Susan Hogle is seeing a renaissance age for radioisotopes – and she should know.
As director of the Isotope Science and Enrichment Directorate’s Radioisotope Science and Technology Division, Hogle has an up-close perspective on what she says is a “booming” growth market for isotopes, old and new.
“New applications for radioisotopes are being developed, particularly medical; there’s a lot of development right now in radiotherapeutics to treat cancers,” said Hogle, who has been director of RSTD since 2022. “The other driver right now is a desire for a secure domestic supply of isotopes. Over the decades, the U.S. has relied on international suppliers, but there’s been interest in securing those isotopes from domestic sources, particularly in the past few years.”
ORNL is uniquely equipped to meet that demand for crucial isotopes, she said. The lab has decades of isotope production experience, along with the experts and infrastructure to continuously improve production to meet national demand.
“We’re rediscovering processes now for radioisotopes we made in the 1980s,” Hogle said. “It’s exciting, because we have more knowledge now and are able to optimize processes, particularly for reducing the amount of waste generated.”
One example is carbon-14, which in 1946 was the very first isotope shipped out from ORNL, for a cancer-fighting treatment at a St. Louis hospital. The isotope is used worldwide for biological studies and in medicine, among other applications, but ORNL hasn’t produced it in four decades because other suppliers could meet national needs.

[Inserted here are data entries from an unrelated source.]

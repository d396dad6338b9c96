//! Integration tests for the Open-Meteo client against a mock HTTP server.

use std::time::Duration;

use meteo_core::{
    Config, OpenMeteoClient, WeatherClient, WeatherCondition, WeatherError, client_from_config,
};
use wiremock::{
    Mock, MockServer, ResponseTemplate,
    matchers::{method, path, query_param},
};

const FORECAST_PATH: &str = "/v1/forecast";

fn sample_current_response() -> serde_json::Value {
    serde_json::json!({
        "latitude": 39.875,
        "longitude": 116.375,
        "generationtime_ms": 0.05,
        "utc_offset_seconds": 0,
        "timezone": "GMT",
        "timezone_abbreviation": "GMT",
        "elevation": 49.0,
        "current_units": {
            "time": "iso8601",
            "interval": "seconds",
            "temperature_2m": "°C",
            "relative_humidity_2m": "%",
            "wind_speed_10m": "m/s"
        },
        "current": {
            "time": "2024-01-15T12:00",
            "interval": 900,
            "temperature_2m": -2.3,
            "relative_humidity_2m": 31,
            "apparent_temperature": -6.8,
            "precipitation": 0.0,
            "rain": 0.0,
            "showers": 0.0,
            "snowfall": 0.0,
            "weather_code": 0,
            "cloud_cover": 12,
            "pressure_msl": 1031.4,
            "surface_pressure": 1025.2,
            "wind_speed_10m": 3.4,
            "wind_direction_10m": 315,
            "wind_gusts_10m": 8.1
        }
    })
}

fn create_test_client(mock_server: &MockServer) -> OpenMeteoClient {
    OpenMeteoClient::new(
        format!("{}{FORECAST_PATH}", mock_server.uri()),
        Duration::from_secs(5),
        Duration::from_secs(5),
    )
    .expect("Failed to create client")
}

async fn setup_forecast_mock(mock_server: &MockServer, response: ResponseTemplate) {
    Mock::given(method("GET"))
        .and(path(FORECAST_PATH))
        .respond_with(response)
        .mount(mock_server)
        .await;
}

#[tokio::test]
async fn fetch_current_weather_success() {
    let mock_server = MockServer::start().await;
    setup_forecast_mock(
        &mock_server,
        ResponseTemplate::new(200).set_body_json(sample_current_response()),
    )
    .await;

    let client = create_test_client(&mock_server);
    let obs = client
        .fetch_current_weather(39.9042, 116.4074)
        .await
        .expect("Expected success");

    assert_eq!(obs.latitude, 39.875);
    assert_eq!(obs.longitude, 116.375);
    assert_eq!(obs.temperature_celsius, Some(-2.3));
    assert_eq!(obs.apparent_temperature_celsius, Some(-6.8));
    assert_eq!(obs.relative_humidity_percent, Some(31.0));
    assert_eq!(obs.cloud_cover_percent, Some(12.0));
    assert_eq!(obs.wind_speed_meters_per_second, Some(3.4));
    assert_eq!(obs.wind_direction_degrees, Some(315.0));
    assert_eq!(obs.pressure_msl_hectopascals, Some(1031.4));
    assert_eq!(obs.wind_gusts_meters_per_second, Some(8.1));
    assert_eq!(obs.condition(), Some(WeatherCondition::ClearSky));
    assert!(obs.observed_at.is_some());
}

#[tokio::test]
async fn request_contains_expected_query_params() {
    let mock_server = MockServer::start().await;

    Mock::given(method("GET"))
        .and(path(FORECAST_PATH))
        .and(query_param("latitude", "40.7128"))
        .and(query_param("longitude", "-74.0060"))
        .and(query_param(
            "current",
            "temperature_2m,relative_humidity_2m,apparent_temperature,precipitation,rain,\
             showers,snowfall,weather_code,cloud_cover,pressure_msl,surface_pressure,\
             wind_speed_10m,wind_direction_10m,wind_gusts_10m",
        ))
        .and(query_param("wind_speed_unit", "ms"))
        .respond_with(ResponseTemplate::new(200).set_body_json(sample_current_response()))
        .expect(1)
        .mount(&mock_server)
        .await;

    let client = create_test_client(&mock_server);
    let result = client.fetch_current_weather(40.7128, -74.006).await;

    assert!(result.is_ok(), "Expected success, got: {result:?}");
}

#[tokio::test]
async fn partial_current_block_leaves_fields_missing() {
    let mock_server = MockServer::start().await;
    setup_forecast_mock(
        &mock_server,
        ResponseTemplate::new(200).set_body_json(serde_json::json!({
            "latitude": 52.52,
            "longitude": 13.42,
            "current": { "temperature_2m": 21.5, "relative_humidity_2m": null }
        })),
    )
    .await;

    let client = create_test_client(&mock_server);
    let obs = client.fetch_current_weather(52.52, 13.405).await.unwrap();

    assert_eq!(obs.temperature_celsius, Some(21.5));
    assert_eq!(obs.relative_humidity_percent, None);
    assert_eq!(obs.apparent_temperature_celsius, None);
    assert_eq!(obs.wind_speed_meters_per_second, None);
    assert_eq!(obs.pressure_msl_hectopascals, None);
}

#[tokio::test]
async fn not_found_is_http_status_error() {
    let mock_server = MockServer::start().await;
    setup_forecast_mock(&mock_server, ResponseTemplate::new(404)).await;

    let client = create_test_client(&mock_server);
    let result = client.fetch_current_weather(39.9042, 116.4074).await;

    assert!(
        matches!(result, Err(WeatherError::HttpStatus { code: 404, .. })),
        "Expected HttpStatus 404, got: {result:?}"
    );
}

#[tokio::test]
async fn bad_request_carries_provider_reason() {
    let mock_server = MockServer::start().await;
    setup_forecast_mock(
        &mock_server,
        ResponseTemplate::new(400).set_body_json(serde_json::json!({
            "error": true,
            "reason": "Cannot initialize WeatherVariable from invalid String value foo"
        })),
    )
    .await;

    let client = create_test_client(&mock_server);
    let err = client
        .fetch_current_weather(39.9042, 116.4074)
        .await
        .unwrap_err();

    match err {
        WeatherError::HttpStatus { code, reason } => {
            assert_eq!(code, 400);
            assert!(reason.contains("invalid String value"));
        }
        other => panic!("Expected HttpStatus, got: {other:?}"),
    }
}

#[tokio::test]
async fn non_200_success_status_is_still_an_error() {
    let mock_server = MockServer::start().await;
    setup_forecast_mock(&mock_server, ResponseTemplate::new(204)).await;

    let client = create_test_client(&mock_server);
    let result = client.fetch_current_weather(0.0, 0.0).await;

    assert!(matches!(result, Err(WeatherError::HttpStatus { code: 204, .. })));
}

#[tokio::test]
async fn truncated_body_is_parse_error() {
    let mock_server = MockServer::start().await;
    setup_forecast_mock(
        &mock_server,
        ResponseTemplate::new(200).set_body_string(r#"{"latitude": 39.875, "current": {"tempera"#),
    )
    .await;

    let client = create_test_client(&mock_server);
    let result = client.fetch_current_weather(39.9042, 116.4074).await;

    assert!(
        matches!(result, Err(WeatherError::Parse(_))),
        "Expected Parse, got: {result:?}"
    );
}

#[tokio::test]
async fn slow_response_is_transport_error() {
    let mock_server = MockServer::start().await;
    setup_forecast_mock(
        &mock_server,
        ResponseTemplate::new(200)
            .set_body_json(sample_current_response())
            .set_delay(Duration::from_secs(3)),
    )
    .await;

    let client = OpenMeteoClient::new(
        format!("{}{FORECAST_PATH}", mock_server.uri()),
        Duration::from_secs(1),
        Duration::from_millis(500),
    )
    .unwrap();
    let result = client.fetch_current_weather(39.9042, 116.4074).await;

    assert!(
        matches!(result, Err(WeatherError::Transport(_))),
        "Expected Transport, got: {result:?}"
    );
}

#[tokio::test]
async fn unreachable_server_is_transport_error() {
    // Nothing listens on port 1.
    let client = OpenMeteoClient::new(
        format!("http://127.0.0.1:1{FORECAST_PATH}"),
        Duration::from_secs(1),
        Duration::from_secs(1),
    )
    .unwrap();
    let result = client.fetch_current_weather(39.9042, 116.4074).await;

    assert!(
        matches!(result, Err(WeatherError::Transport(_))),
        "Expected Transport, got: {result:?}"
    );
}

#[tokio::test]
async fn invalid_coordinates_fail_before_request() {
    let mock_server = MockServer::start().await;

    Mock::given(method("GET"))
        .respond_with(ResponseTemplate::new(200).set_body_json(sample_current_response()))
        .expect(0)
        .mount(&mock_server)
        .await;

    let client = create_test_client(&mock_server);

    let result = client.fetch_current_weather(91.0, 0.0).await;
    assert!(matches!(result, Err(WeatherError::InvalidCoordinates { .. })));

    let result = client.fetch_current_weather(0.0, -181.0).await;
    assert!(matches!(result, Err(WeatherError::InvalidCoordinates { .. })));
}

#[tokio::test]
async fn repeated_calls_are_independent() {
    let mock_server = MockServer::start().await;
    setup_forecast_mock(
        &mock_server,
        ResponseTemplate::new(200).set_body_json(sample_current_response()),
    )
    .await;

    let config = Config {
        endpoint: format!("{}{FORECAST_PATH}", mock_server.uri()),
        ..Default::default()
    };
    let client = client_from_config(&config).unwrap();

    let (a, b) = tokio::join!(
        client.fetch_current_weather(39.9042, 116.4074),
        client.fetch_current_weather(40.7128, -74.006),
    );

    assert_eq!(a.unwrap().temperature_celsius, Some(-2.3));
    assert_eq!(b.unwrap().temperature_celsius, Some(-2.3));
    assert_eq!(mock_server.received_requests().await.map(|r| r.len()), Some(2));
}
//! Binary crate for the `meteo` command-line tool.
//!
//! This crate focuses on:
//! - Parsing CLI arguments
//! - Interactive configuration of saved locations
//! - Human-friendly output formatting

use clap::Parser;
use tracing_subscriber::EnvFilter;

mod cli;

#[tokio::main]
async fn main() -> anyhow::Result<()> {
    let cmd = cli::Cli::parse();
    init_tracing(cmd.verbose);
    cmd.run().await
}

/// `RUST_LOG` wins; otherwise `-v` raises the level from warn.
fn init_tracing(verbose: u8) {
    let level = match verbose {
        0 => "warn",
        1 => "info",
        2 => "debug",
        _ => "trace",
    };

    let filter = EnvFilter::try_from_default_env().unwrap_or_else(|_| EnvFilter::new(level));

    tracing_subscriber::fmt()
        .with_env_filter(filter)
        .with_writer(std::io::stderr)
        .init();
}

Now, with demand for C-14 rising, the lab is working to reestablish U.S. production – but with updated processes.
“To revisit and modernize those technologies to bring C-14 back to the market is very exciting,” Hogle said.
Another is promethium-147, on which Hogle says ORNL is the worldwide expert. Used to measure the thickness of thin films, for paint to make luminescent dials and gauges, and for imaging to show defects, Pm-147 is becoming more sought-after, particularly in manufacturing. But there’s still much more to learn about its makeup and possible uses, Hogle said, and ORNL scientists are finding those answers.
“Pm-147 was discovered here, but nobody’s ever really studied it,” she said. “We are now the only supplier in the whole world, and we’re doing fundamental studies on promethium as well. That brings it back full circle.”
For decades, ORNL has been the primary supplier of the promising cancer-fighting isotope actinium-225, as well as the global expert on processes to extract Ac-225 from thorium.
“Those processes were developed here,” Hogle said. “Other suppliers of Ac-225 are starting to come online now, and that’s very exciting for the radiotherapeutics community. We don’t have enough material coming out of ORNL that we could supply the entire world if one of the many drugs currently in clinical trials were to receive FDA approval. When that happens, it’s going to be all hands on deck − we’ll need all the Ac-225 that the world can possibly provide.”
Hailed as a breakthrough, the isotope can be biologically targeted to deliver radiation directly to specific cancer cells while doing minimal harm to surrounding cells. ORNL’s work with Ac-225 has enabled private industry to produce the isotope, providing a blueprint for the most efficient methods.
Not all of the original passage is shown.